If New Yorkers had an immediate increase in the minimum wage to $15, the job market would not fair well. Employers would pass costs down to consumers as well as have to get rid of parts of the workforce. Gradually increasing the minimum wage would let the increases and changes assimilate into the process for business owners. A better solution proposed by Sens. Patty Murray and Robert C. Scott involves “calling for raising the federal minimum wage to $12 an hour by 2020.” Their bill is co-sponsored by 32 senators and supported by President Barack Obama and Hillary Clinton” (Krueger). This plan incorporates a fair amount of time as well as a significant increase in the present minimum wage. Business owners can prepare for the inevitable and have workers look forward to something to incentivize their loyalty.
Many feel strongly about increasing the minimum wage not only on the state level, but also on a federal level. Ralph Nader, a renowned American political activist, wrote a piece in the Boston Globe that voiced the view that the wage should raise to $15 nationally. The problem with his argument is his statement that the minimum wage would be $10.93 today if it had been corrected for inflation. So what leads him to say that we should raise it all the way to $15 an hour by 2019?
It is clear that increases are needed but in more reasonable numbers that would work for states with much lower living costs while accommodating states such as New York or California, where things tend to be more expensive. Millions of people may be affected by the minimum wage rate and their lives depend on it, but there is no need to cause America to spiral into an even greater debt-based economy.
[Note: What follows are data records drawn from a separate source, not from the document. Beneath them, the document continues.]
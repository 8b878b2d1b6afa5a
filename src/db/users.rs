//! Users and their profiles.

use sqlx::PgPool;
use uuid::Uuid;

use super::models::{NewUser, Profile, User, UserStats};

const USER_COLUMNS: &str =
    "id, username, email, password_hash, is_staff, date_joined, last_login";

pub async fn create(pool: &PgPool, new_user: &NewUser) -> Result<User, sqlx::Error> {
    sqlx::query_as::<_, User>(&format!(
        "INSERT INTO users (username, email, password_hash, is_staff)
         VALUES ($1, $2, $3, $4)
         RETURNING {USER_COLUMNS}"
    ))
    .bind(&new_user.username)
    .bind(&new_user.email)
    .bind(&new_user.password_hash)
    .bind(new_user.is_staff)
    .fetch_one(pool)
    .await
}

pub async fn find_by_id(pool: &PgPool, id: Uuid) -> Result<Option<User>, sqlx::Error> {
    sqlx::query_as::<_, User>(&format!("SELECT {USER_COLUMNS} FROM users WHERE id = $1"))
        .bind(id)
        .fetch_optional(pool)
        .await
}

/// Usernames are case-sensitive, as in the signup form.
pub async fn find_by_username(pool: &PgPool, username: &str) -> Result<Option<User>, sqlx::Error> {
    sqlx::query_as::<_, User>(&format!(
        "SELECT {USER_COLUMNS} FROM users WHERE username = $1"
    ))
    .bind(username)
    .fetch_optional(pool)
    .await
}

pub async fn username_exists(pool: &PgPool, username: &str) -> Result<bool, sqlx::Error> {
    let (exists,): (bool,) =
        sqlx::query_as("SELECT EXISTS (SELECT 1 FROM users WHERE username = $1)")
            .bind(username)
            .fetch_one(pool)
            .await?;
    Ok(exists)
}

pub async fn all(pool: &PgPool) -> Result<Vec<User>, sqlx::Error> {
    sqlx::query_as::<_, User>(&format!(
        "SELECT {USER_COLUMNS} FROM users ORDER BY date_joined, username"
    ))
    .fetch_all(pool)
    .await
}

pub async fn touch_last_login(pool: &PgPool, id: Uuid) -> Result<(), sqlx::Error> {
    sqlx::query("UPDATE users SET last_login = now() WHERE id = $1")
        .bind(id)
        .execute(pool)
        .await?;
    Ok(())
}

/// Fetch the user's profile, creating an empty one first if needed.
/// Returns the profile and whether it was created by this call.
pub async fn get_or_create_profile(
    pool: &PgPool,
    user_id: Uuid,
) -> Result<(Profile, bool), sqlx::Error> {
    let inserted = sqlx::query_as::<_, Profile>(
        "INSERT INTO profiles (user_id) VALUES ($1)
         ON CONFLICT (user_id) DO NOTHING
         RETURNING user_id, profile_picture, bio, location, website",
    )
    .bind(user_id)
    .fetch_optional(pool)
    .await?;

    if let Some(profile) = inserted {
        return Ok((profile, true));
    }

    let profile = sqlx::query_as::<_, Profile>(
        "SELECT user_id, profile_picture, bio, location, website FROM profiles WHERE user_id = $1",
    )
    .bind(user_id)
    .fetch_one(pool)
    .await?;

    Ok((profile, false))
}

pub async fn update_profile(pool: &PgPool, profile: &Profile) -> Result<Profile, sqlx::Error> {
    sqlx::query_as::<_, Profile>(
        "UPDATE profiles
         SET profile_picture = $1, bio = $2, location = $3, website = $4
         WHERE user_id = $5
         RETURNING user_id, profile_picture, bio, location, website",
    )
    .bind(&profile.profile_picture)
    .bind(&profile.bio)
    .bind(&profile.location)
    .bind(&profile.website)
    .bind(profile.user_id)
    .fetch_one(pool)
    .await
}

pub async fn stats(pool: &PgPool, user_id: Uuid) -> Result<UserStats, sqlx::Error> {
    sqlx::query_as::<_, UserStats>(
        r#"
        SELECT
            COUNT(*) AS total_posts,
            COUNT(*) FILTER (WHERE p.status = 'published') AS published_posts,
            COALESCE(SUM(p.views), 0)::BIGINT AS total_views,
            (SELECT COUNT(*) FROM post_likes pl
                JOIN posts lp ON lp.id = pl.post_id
                WHERE lp.author_id = $1) AS total_likes,
            (SELECT COUNT(*) FROM comments c WHERE c.author_id = $1) AS total_comments
        FROM posts p
        WHERE p.author_id = $1
        "#,
    )
    .bind(user_id)
    .fetch_one(pool)
    .await
}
As JFK said, “We can no longer tolerate growing patches of poverty and injustice in America—substandard wages, unemployment, city slums, inadequate medical care, inferior education and the sad plight of migratory workers.” Let’s have a plan and make it work for America’s minimum wage workers. An over-the-top plan with high minimum wages to get people excited to work sounds great in the long run, but we need something that works. It takes time and planning, not just tossing out a number that’s appealing.